Municipalities are starting to do the maths, at the same time acknowledging the many challenges of implementing the contentious AARTO system, something OUTA warned will happen. The Administrative Adjudication of Road Traffic Offences Act (AARTO) – for years limited to Gauteng – was expanded countrywide through the AARTO Amendment Act. It will introduce a demerit points system and traffic fines revenue will be diverted to the RTIA.
On paper AARTO may look like the silver bullet that will improve road safety, but OUTA repeatedly warned about its bureaucratic inefficiencies and revenue-focused nature. We raised several significant concerns about the AARTO Amendment Act through submissions to Parliament, and eventually challenged it in court, but it was upheld by the Constitutional Court.

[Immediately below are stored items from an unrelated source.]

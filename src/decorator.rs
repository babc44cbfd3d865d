use crate::error::Result;
use crate::stream::{ByteStream, Detach};

/// Expands to [`ByteStream`] methods which hand the call over to a field.
///
/// ```ignore
/// impl ByteStream for Wrapper {
///     forward_stream!(inner => is_readable, is_writable, tell, eof);
///     // remaining methods written by hand
/// }
/// ```
macro_rules! forward_stream {
    ($field:ident => $($method:ident),+ $(,)?) => {
        $( $crate::decorator::forward_stream!(@method $field $method); )+
    };
    (@method $field:ident is_readable) => {
        fn is_readable(&self) -> bool {
            $crate::stream::ByteStream::is_readable(&self.$field)
        }
    };
    (@method $field:ident is_writable) => {
        fn is_writable(&self) -> bool {
            $crate::stream::ByteStream::is_writable(&self.$field)
        }
    };
    (@method $field:ident is_seekable) => {
        fn is_seekable(&self) -> bool {
            $crate::stream::ByteStream::is_seekable(&self.$field)
        }
    };
    (@method $field:ident read) => {
        fn read(&mut self, length: usize) -> $crate::error::Result<Vec<u8>> {
            $crate::stream::ByteStream::read(&mut self.$field, length)
        }
    };
    (@method $field:ident write) => {
        fn write(&mut self, data: &[u8]) -> $crate::error::Result<usize> {
            $crate::stream::ByteStream::write(&mut self.$field, data)
        }
    };
    (@method $field:ident seek) => {
        fn seek(&mut self, offset: i64, whence: $crate::stream::Whence) -> $crate::error::Result<()> {
            $crate::stream::ByteStream::seek(&mut self.$field, offset, whence)
        }
    };
    (@method $field:ident tell) => {
        fn tell(&mut self) -> $crate::error::Result<u64> {
            $crate::stream::ByteStream::tell(&mut self.$field)
        }
    };
    (@method $field:ident eof) => {
        fn eof(&mut self) -> $crate::error::Result<bool> {
            $crate::stream::ByteStream::eof(&mut self.$field)
        }
    };
    (@method $field:ident size) => {
        fn size(&mut self) -> $crate::error::Result<Option<u64>> {
            $crate::stream::ByteStream::size(&mut self.$field)
        }
    };
    (@method $field:ident close) => {
        fn close(&mut self) -> $crate::error::Result<()> {
            $crate::stream::ByteStream::close(&mut self.$field)
        }
    };
    (@method $field:ident rewind) => {
        fn rewind(&mut self) -> $crate::error::Result<()> {
            $crate::stream::ByteStream::rewind(&mut self.$field)
        }
    };
    (@method $field:ident get_contents) => {
        fn get_contents(&mut self) -> $crate::error::Result<Vec<u8>> {
            $crate::stream::ByteStream::get_contents(&mut self.$field)
        }
    };
}

pub(crate) use forward_stream;

/// Pass-through decorator: every operation goes straight to the wrapped
/// stream. Useful as a starting point for decorators that only need to
/// change a few operations.
#[derive(Debug)]
pub struct StreamDecorator<S> {
    stream: S,
}

impl<S> StreamDecorator<S>
where
    S: ByteStream,
{
    pub fn new(stream: S) -> Self {
        Self { stream }
    }

    pub fn get_ref(&self) -> &S {
        &self.stream
    }

    pub fn get_mut(&mut self) -> &mut S {
        &mut self.stream
    }

    pub fn into_inner(self) -> S {
        self.stream
    }
}

impl<S> ByteStream for StreamDecorator<S>
where
    S: ByteStream,
{
    forward_stream!(stream =>
        is_readable, is_writable, is_seekable,
        read, write, seek, tell, eof, size, close,
        rewind, get_contents,
    );
}

impl<S> Detach for StreamDecorator<S>
where
    S: ByteStream + Detach,
{
    type Handle = S::Handle;

    fn detach(&mut self) -> Result<Option<S::Handle>> {
        self.stream.detach()
    }
}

It is still unclear exactly when the law will take effect since President Cyril Ramaphosa has not yet gazetted an official date.
But it seems municipalities are starting to do the maths, realising the potential negative impact it could have on their budgets. The Swellendam report anticipates implementation by the 1st of July and warned of significant revenue losses for municipalities like Swellendam, with estimates reaching up to R7 million per year.
OUTA expects more and more municipalities will come to the same conclusion, and we want to reiterate that – just like with e-tolls – Government should know by now that merely making a new law doesn’t make it rational or workable. People won’t simply comply because Government announced new laws and regulations. Irrational or impractical laws and a lack of transparency results in pushback from society, making systems ungovernable. When a government cannot effectively enforce its own laws and policies, people lose trust in them and simply start ignoring the laws, something we are seeing all around us in SA.